South Bay Remembers Sandy Hook Massacre; Gun Buyback Saturday

Saturday marks a year to the day since a gunman killed 26 students and teachers at Sandy Hook Elementary School in Newtown, Conn. To remember the lives lost, a group of community leaders and activists will hold a vigil this weekend in Sunnyvale, a city that grappled with a massacre of its own in 1988.

“South Bay shares a unique solidarity with Newtown and Sandy Hook,” organizer Alison Abramowitz says, referring to the shooting 25 years ago at ESL Incorporated that left seven dead.

Last month, Sunnyvale voters passed a local gun control ordinance that requires gun owners to lock up their weapons when not in use, to report stolen or lost firearms to police within two days and for ammo sellers to keep records of buyers’ names. It also prohibits magazines that hold 10 or more rounds. The legislation came as a reaction to the school shooting a coast away. The law is now being challenged in court by a gun store and industry trade group.

Santa Clara County held gun buybacks earlier this year that cost $170,000 and netted more than 1,700 weapons, including dozens of assault rifles. San Jose plans to hold another buyback this Saturday. Seventy-one backers helped raise $18,499 via crowd-funding site http://www.gunbygun.org.

Since the Sandy Hook massacre, at least 194 children in the U.S. have been shot to death—including 127 who died of gunshot wounds in their own homes, according to a tally by Mother Jones.

Dr. Judith Palfrey, former president of the American Academy of Pediatrics who holds positions at Harvard Medical School and Boston Children’s Hospital, told Mother Jones that the Newtown shooting “concentrated the horror in one place,” but that the problem persists day to day across the country, unnoticed because the incidents are separated by time and geography and reported as isolated cases instead of as part of a national crisis.

WHAT: Newtown remembrance and community gathering
WHEN: 1 to 3pm Saturday
WHERE: St. Cyprian Church, 1133 W. Washington Ave., Sunnyvale
INFO: Alison Abramowitz, Remembering Newtown Organizing Committee, [email protected]

Jennifer Wadsworth is the former news editor for San Jose Inside and Metro Silicon Valley. Follow her on Twitter at @jennwadsworth.

4 Comments

  1. – the U.S. has the best-armed civilian population in the world, with an estimated 270 million total guns. That’s an average of 89 firearms for every 100 residents — far ahead of Yemen, which comes in second with about 55 firearms for every 100 people, or Switzerland, which is third with 46 guns for every 100 people.

    So with a ¾ of America owning guns, the odds are quite low of being shot.

  2. Hate to say it but gun buy backs just put a few bucks in some peoples pockets.  This is not an answer just a political show,  criminals do not turn in their guns, so we are just having citizens turning in their old rusted guns for cash.

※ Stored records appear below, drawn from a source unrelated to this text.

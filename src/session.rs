use crate::console::{parse_integer, Console, ConsoleSelector};
use crate::creator::create_via_terminal;
use crate::ui;
use anyhow::{Context, Result};
use creature_battle_core::ai::RandomSelector;
use creature_battle_core::battle::{Battle, BattleOptions, TurnReport};
use creature_battle_core::battle_logger::BattleEvent;
use creature_battle_core::error::BattleError;
use creature_battle_core::model::DEFAULT_REVIVE_HP;
use creature_battle_core::registry::Registry;
use std::io::{self, BufRead, Write};
use std::path::PathBuf;
use tracing::{info, warn};

#[derive(Clone, Copy, Debug, Eq, PartialEq)]
pub enum MenuChoice {
    List,
    Show,
    RandomBattle,
    ManualBattle,
    Revive,
    Create,
    Quit,
}

impl MenuChoice {
    const ENTRIES: [(&'static str, MenuChoice, &'static str); 7] = [
        ("1", MenuChoice::List, "list all creatures"),
        ("2", MenuChoice::Show, "show a creature"),
        ("3", MenuChoice::RandomBattle, "battle (random moves)"),
        ("4", MenuChoice::ManualBattle, "battle (choose moves)"),
        ("5", MenuChoice::Revive, "revive a creature"),
        ("6", MenuChoice::Create, "create a creature"),
        ("0", MenuChoice::Quit, "quit"),
    ];

    fn parse(input: &str) -> Result<MenuChoice, String> {
        Self::ENTRIES
            .iter()
            .find(|(key, _, _)| *key == input)
            .map(|(_, choice, _)| *choice)
            .ok_or_else(|| format!("'{input}' is not a menu option"))
    }
}

/// The interactive menu loop around one registry.
pub struct Session<R, W> {
    console: Console<R, W>,
    registry: Registry,
    selector: RandomSelector,
    options: BattleOptions,
    log_path: Option<PathBuf>,
}

impl<R: BufRead, W: Write> Session<R, W> {
    pub fn new(
        console: Console<R, W>,
        registry: Registry,
        selector: RandomSelector,
        options: BattleOptions,
    ) -> Self {
        Self {
            console,
            registry,
            selector,
            options,
            log_path: None,
        }
    }

    /// Write the JSON log of every battle to `path`, replacing the previous
    /// one.
    pub fn with_battle_log(mut self, path: Option<PathBuf>) -> Self {
        self.log_path = path;
        self
    }

    pub fn registry(&self) -> &Registry {
        &self.registry
    }

    pub fn into_parts(self) -> (Registry, W) {
        (self.registry, self.console.into_output())
    }

    /// Serve menu choices until the user quits or input runs out.
    pub fn run(&mut self) -> Result<()> {
        loop {
            match self.run_once() {
                Ok(MenuChoice::Quit) => return Ok(()),
                Ok(_) => {}
                Err(err) if is_end_of_input(&err) => {
                    info!("input closed, leaving the session");
                    return Ok(());
                }
                Err(err) => return Err(err),
            }
        }
    }

    fn run_once(&mut self) -> Result<MenuChoice> {
        self.console.say(ui::heading("MENU"))?;
        for (key, _, label) in MenuChoice::ENTRIES {
            self.console.say(format!("{key} > {label}"))?;
        }
        let choice = self.console.prompt_parsed("choose an option: ", MenuChoice::parse)?;
        match choice {
            MenuChoice::List => self.console.say_all(ui::creature_list(&self.registry))?,
            MenuChoice::Show => {
                if let Some(name) = self.pick_creature("which creature do you want to see: ")? {
                    if let Some(creature) = self.registry.get(&name) {
                        self.console.say_all(ui::creature_details(creature))?;
                    }
                }
            }
            MenuChoice::RandomBattle => self.battle(false)?,
            MenuChoice::ManualBattle => self.battle(true)?,
            MenuChoice::Revive => self.revive()?,
            MenuChoice::Create => {
                create_via_terminal(&mut self.console, &mut self.registry)?;
            }
            MenuChoice::Quit => {}
        }
        Ok(choice)
    }

    /// Pick a creature by list number or name. `None` when the registry is
    /// empty.
    fn pick_creature(&mut self, message: &str) -> io::Result<Option<String>> {
        if self.registry.is_empty() {
            self.console.say("There are no creatures yet")?;
            return Ok(None);
        }
        self.console.say_all(ui::creature_list(&self.registry))?;
        let registry = &self.registry;
        let name = self.console.prompt_parsed(message, |input| {
            let found = match input.parse::<usize>() {
                Ok(position) => registry.by_position(position),
                Err(_) => registry.get(input),
            };
            found
                .map(|creature| creature.name().to_string())
                .ok_or_else(|| format!("There is no creature '{input}'"))
        })?;
        Ok(Some(name))
    }

    fn battle(&mut self, manual: bool) -> Result<()> {
        let Some(first) = self.pick_creature("choose the first creature (attacks first): ")? else {
            return Ok(());
        };
        let Some(second) = self.pick_creature("choose its opponent: ")? else {
            return Ok(());
        };
        if first == second {
            self.console.say("A creature cannot fight itself")?;
            return Ok(());
        }

        let (a, b) = self.registry.pair_mut(&first, &second)?;
        let mut battle = Battle::new(a, b, self.options.clone());
        let mut printed = 0;
        let result = loop {
            let step = if manual {
                battle.step(&mut ConsoleSelector::new(&mut self.console))
            } else {
                battle.step(&mut self.selector)
            };
            let events = &battle.logger().events()[printed..];
            printed += events.len();
            for event in events {
                if manual && matches!(event, BattleEvent::Turn { .. }) {
                    continue;
                }
                self.console.say_all(ui::event_lines(event))?;
            }
            match step {
                Ok(TurnReport::Attack(_)) => {}
                Ok(TurnReport::Finished(outcome)) => break Ok(outcome),
                Err(err) => break Err(err),
            }
        };
        let logger = battle.into_logger();

        if let Some(path) = &self.log_path {
            let json = serde_json::to_string_pretty(&logger.to_json())?;
            std::fs::write(path, json + "\n")
                .with_context(|| format!("failed to write {}", path.display()))?;
        }

        match result {
            Ok(outcome) => {
                info!(winner = %outcome.winner_name, turns = outcome.turns, "battle over");
                Ok(())
            }
            Err(BattleError::Input(err)) => Err(err.into()),
            Err(err) => {
                warn!(%err, "battle aborted");
                self.console.say(format!("The battle was aborted: {err}"))?;
                Ok(())
            }
        }
    }

    fn revive(&mut self) -> Result<()> {
        let Some(name) = self.pick_creature("which creature do you want to revive: ")? else {
            return Ok(());
        };
        let hit_points = self.console.prompt_parsed(
            &format!("revive with how many hp (empty for {DEFAULT_REVIVE_HP}): "),
            |input| {
                if input.is_empty() {
                    return Ok(DEFAULT_REVIVE_HP);
                }
                let value = parse_integer(input)?;
                i32::try_from(value)
                    .ok()
                    .filter(|hp| *hp > 0)
                    .ok_or_else(|| "The hp value must be a positive integer".to_string())
            },
        )?;
        self.registry.revive(&name, hit_points)?;
        self.console
            .say(format!("{name} was revived with {hit_points} HP"))?;
        Ok(())
    }
}

fn is_end_of_input(err: &anyhow::Error) -> bool {
    err.chain().any(|cause| {
        cause
            .downcast_ref::<io::Error>()
            .map(|io| io.kind() == io::ErrorKind::UnexpectedEof)
            .unwrap_or(false)
    })
}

    Need to stop the circus and focus on mental issues and gang enforcement.

  3. These gun by backs will not prevent another Sandy Hook and as noted by retired3 are nothing more than political theatre.  It is really frustrating to see these politicians and their enablers prancing around acting like they are solving society’s problems when they proposed this simplistic bandaid.

    They should be ashamed of themselves for promoting this “feel good” measure that offers us no protection against the problem they are claiming to help solve.

  4. I hate to be the bearer of bad news, but gun buyback programs only line the wallets of a select few. Tossing out old, rusty firearms for cash isn’t a solution, it’s merely a political show; we don’t see criminals handing over their weapons.